The gift comes from the Bree’s daughter, Judy Morley, who was raised in Lincoln, but now lives in Chicago. Judith Bree Morley recently announced her intention to provide a legacy gift to Lincoln College to be used to fund a “substantial naming opportunity” in honor of her parents Arthur and Amanda Bree.

Although an exact figure is impossible to establish, because it will be based on the eventual value of Morley’s estate, the gift may be the single largest gift in the history of the College.

“This will absolutely make a significant difference in the lives of students and in the future of the College,” Lincoln College President David Gerlach said. “We are committed to finding the best possible way to pay tribute to a couple who represented the best of this community.”
Art and Amanda Bree are perhaps best known to Lincoln residents as the longtime proprietors of the Arcade Café, which they operated together for more than 30 years, while raising their three daughters – Judy and her sisters – Donna (Jacobs) of Lincoln and Janis (Kress) of Chandler, Arizona.

“They were part of the fabric of Lincoln: They met here, made their living here, and raised their family here. They sacrificed so that I could have. It is right that they should be remembered for the lives they led, for the values they held, and for their quiet contributions to the Lincoln community,” Morley said.

“I have been fortunate to have acquired a financial base that should sustain me through retirement,” explained Morley, “and my conservative Lincoln upbringing is probably responsible for my need to manage assets wisely not only in my lifetime, but thereafter as well. It is for this reason that I have chosen to announce my intentions at this time.”

“This legacy gift works for me on a number of levels,” she added. “It was an opportunity to honor my parents, but, in addition, I know Lincoln College has ‘staying power. ’ It has survived wars, the ‘Great Depression,’ and numerous recessions. It is not a wealthy institution, so this gift will be useful and meaningful.”

“And, of course, there are the students,” added Morley. “I figure that if this gift can change just one life, dramatically and for the better, it will all have been worth it. Today’s diverse student body faces unique challenges, but these students are the future. Advancing the mission of Lincoln College offered a perfect match for my goals.”

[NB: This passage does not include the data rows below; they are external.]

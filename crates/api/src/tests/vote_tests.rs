// Copyright (C) 2026 Fred Clausen
// Use of this source code is governed by an MIT-style
// license that can be found in the LICENSE file or at
// https://opensource.org/licenses/MIT.

//! Vote lifecycle through the API.

use time::Duration;

use crate::{
    ApiError, CreateVoteRequest, SetSloganRequest, SubmitBallotRequest, UpdateVoteRequest,
    create_vote, delete_vote, get_vote, list_votes, set_slogan, submit_ballot, update_vote,
};

use super::helpers::{NOW, candidate_id, create_team_lead, setup_acme, team_lead_request};

#[test]
fn test_create_vote_reports_candidates_and_state() {
    let mut acme = setup_acme();

    let vote = create_team_lead(&mut acme);

    assert_eq!(vote.name, "Team Lead");
    assert_eq!(vote.state, "OPEN");
    assert!(vote.is_active);
    assert!(!vote.has_voted);
    assert_eq!(vote.start_time, "2026-05-04T11:00:00Z");
    assert_eq!(vote.end_time.as_deref(), Some("2026-05-04T13:00:00Z"));
    let names: Vec<&str> = vote.candidates.iter().map(|c| c.name.as_str()).collect();
    assert_eq!(names, vec!["Alice", "Bob"]);
    assert!(vote.candidates.iter().all(|c| c.votes == 0 && !c.is_winner));
}

#[test]
fn test_create_vote_defaults_start_to_now_and_stays_open_ended() {
    let mut acme = setup_acme();
    let request = CreateVoteRequest {
        start_time: None,
        end_time: None,
        ..team_lead_request(&acme)
    };

    let vote = create_vote(&mut acme.persistence, &acme.admin, request, NOW).unwrap();

    assert_eq!(vote.start_time, "2026-05-04T12:00:00Z");
    assert_eq!(vote.end_time, None);
    assert!(vote.is_active);
}

#[test]
fn test_duplicate_candidate_is_rejected() {
    let mut acme = setup_acme();
    let request = CreateVoteRequest {
        candidates: vec![acme.alice.user_id, acme.alice.user_id],
        ..team_lead_request(&acme)
    };

    let err = create_vote(&mut acme.persistence, &acme.admin, request, NOW).unwrap_err();

    assert_eq!(
        err,
        ApiError::InvalidInput {
            field: String::from("candidates"),
            message: String::from("A candidate can only be added once to a vote"),
        }
    );
}

#[test]
fn test_create_vote_rejections() {
    let mut acme = setup_acme();
    let base = team_lead_request(&acme);

    let cases = [
        CreateVoteRequest {
            candidates: Vec::new(),
            ..base.clone()
        },
        CreateVoteRequest {
            candidates: vec![acme.alice.user_id, acme.outsider.user_id],
            ..base.clone()
        },
        CreateVoteRequest {
            end_time: Some(String::from("2026-05-04T10:00:00Z")),
            ..base.clone()
        },
        CreateVoteRequest {
            start_time: Some(String::from("yesterday")),
            ..base.clone()
        },
        CreateVoteRequest {
            department_id: Some(9_999),
            ..base.clone()
        },
        CreateVoteRequest {
            name: String::from(" "),
            ..base
        },
    ];

    for request in cases {
        let err = create_vote(&mut acme.persistence, &acme.admin, request.clone(), NOW).unwrap_err();
        assert_eq!(err.kind(), "invalid_argument", "{request:?} gave {err}");
    }
    assert!(acme
        .persistence
        .list_vote_snapshots(acme.organization_id)
        .unwrap()
        .is_empty());
}

#[test]
fn test_list_votes_newest_first_with_live_state() {
    let mut acme = setup_acme();
    let first = create_team_lead(&mut acme);
    let later = CreateVoteRequest {
        name: String::from("Offsite"),
        start_time: Some(String::from("2026-05-05T09:00:00Z")),
        end_time: None,
        ..team_lead_request(&acme)
    };
    let second = create_vote(
        &mut acme.persistence,
        &acme.admin,
        later,
        NOW + Duration::minutes(1),
    )
    .unwrap();

    let listed = list_votes(&mut acme.persistence, &acme.dave, acme.organization_id, NOW + Duration::hours(2)).unwrap();

    let summary: Vec<(i64, &str)> = listed
        .votes
        .iter()
        .map(|v| (v.vote_id, v.state.as_str()))
        .collect();
    assert_eq!(
        summary,
        vec![(second.vote_id, "PENDING"), (first.vote_id, "CLOSED")]
    );
}

#[test]
fn test_get_vote_requires_membership() {
    let mut acme = setup_acme();
    let vote = create_team_lead(&mut acme);

    let as_member = get_vote(&mut acme.persistence, &acme.carol, vote.vote_id, NOW);
    let as_outsider = get_vote(&mut acme.persistence, &acme.outsider, vote.vote_id, NOW);
    let missing = get_vote(&mut acme.persistence, &acme.carol, 4_040, NOW);

    assert!(as_member.is_ok());
    assert_eq!(as_outsider.unwrap_err().kind(), "forbidden");
    assert_eq!(missing.unwrap_err().kind(), "not_found");
}

#[test]
fn test_update_vote_partial_fields() {
    let mut acme = setup_acme();
    let vote = create_team_lead(&mut acme);

    let updated = update_vote(
        &mut acme.persistence,
        &acme.admin,
        vote.vote_id,
        UpdateVoteRequest {
            name: Some(String::from("Tech Lead")),
            end_time: Some(None),
            is_anonymous: Some(true),
            ..UpdateVoteRequest::default()
        },
        NOW,
    )
    .unwrap();

    assert_eq!(updated.name, "Tech Lead");
    assert_eq!(updated.description, vote.description);
    assert_eq!(updated.start_time, vote.start_time);
    assert_eq!(updated.end_time, None);
    assert!(updated.is_anonymous);
}

#[test]
fn test_update_candidates_keeps_ids_and_protects_ballots() {
    let mut acme = setup_acme();
    let vote = create_team_lead(&mut acme);
    let alice: i64 = candidate_id(&vote, &acme.alice);
    submit_ballot(
        &mut acme.persistence,
        &acme.carol,
        vote.vote_id,
        SubmitBallotRequest {
            candidate_id: alice,
        },
        NOW,
    )
    .unwrap();

    let swapped = update_vote(
        &mut acme.persistence,
        &acme.admin,
        vote.vote_id,
        UpdateVoteRequest {
            candidates: Some(vec![acme.alice.user_id, acme.dave.user_id]),
            ..UpdateVoteRequest::default()
        },
        NOW,
    )
    .unwrap();
    assert_eq!(candidate_id(&swapped, &acme.alice), alice);
    assert_eq!(swapped.total_votes, 1);
    let users: Vec<i64> = swapped.candidates.iter().map(|c| c.user_id).collect();
    assert_eq!(users, vec![acme.alice.user_id, acme.dave.user_id]);

    let dropping_alice = update_vote(
        &mut acme.persistence,
        &acme.admin,
        vote.vote_id,
        UpdateVoteRequest {
            candidates: Some(vec![acme.dave.user_id]),
            ..UpdateVoteRequest::default()
        },
        NOW,
    );
    assert_eq!(dropping_alice.unwrap_err().kind(), "conflict");
}

#[test]
fn test_update_vote_requires_admin() {
    let mut acme = setup_acme();
    let vote = create_team_lead(&mut acme);

    let result = update_vote(
        &mut acme.persistence,
        &acme.carol,
        vote.vote_id,
        UpdateVoteRequest::default(),
        NOW,
    );

    assert_eq!(result.unwrap_err().kind(), "forbidden");
}

#[test]
fn test_delete_vote_checks_organization() {
    let mut acme = setup_acme();
    let vote = create_team_lead(&mut acme);

    let wrong = delete_vote(&mut acme.persistence, &acme.admin, vote.vote_id, acme.organization_id + 1);
    assert_eq!(wrong.unwrap_err().kind(), "not_found");

    delete_vote(&mut acme.persistence, &acme.admin, vote.vote_id, acme.organization_id).unwrap();
    assert!(acme.persistence.get_vote(vote.vote_id).unwrap().is_none());
}

#[test]
fn test_slogans_are_for_candidates_only() {
    let mut acme = setup_acme();
    let vote = create_team_lead(&mut acme);

    let set = set_slogan(
        &mut acme.persistence,
        &acme.alice,
        vote.vote_id,
        &SetSloganRequest {
            text: String::from("  Ship it  "),
        },
    )
    .unwrap();
    assert_eq!(set.slogan.as_deref(), Some("Ship it"));

    let refused = set_slogan(
        &mut acme.persistence,
        &acme.carol,
        vote.vote_id,
        &SetSloganRequest {
            text: String::from("Me too"),
        },
    );
    assert_eq!(refused.unwrap_err().kind(), "forbidden");

    let shown = get_vote(&mut acme.persistence, &acme.carol, vote.vote_id, NOW).unwrap();
    let slogans: Vec<Option<&str>> = shown.candidates.iter().map(|c| c.slogan.as_deref()).collect();
    assert_eq!(slogans, vec![Some("Ship it"), None]);

    let cleared = set_slogan(
        &mut acme.persistence,
        &acme.alice,
        vote.vote_id,
        &SetSloganRequest {
            text: String::new(),
        },
    )
    .unwrap();
    assert_eq!(cleared.slogan, None);
}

A New Holland native, Art Bree returned to Lincoln after serving in World War II and married his girlfriend, Amanda Shockey. He was a 1936 graduate of Lincoln College and a professional musician, playing tenor saxophone and clarinet with local swing bands when World War II broke out.

He spent four years with the army in Europe and North Africa and was wounded at Anzio. At the end of the war, his company was among the first to liberate the concentration camp at Dachau.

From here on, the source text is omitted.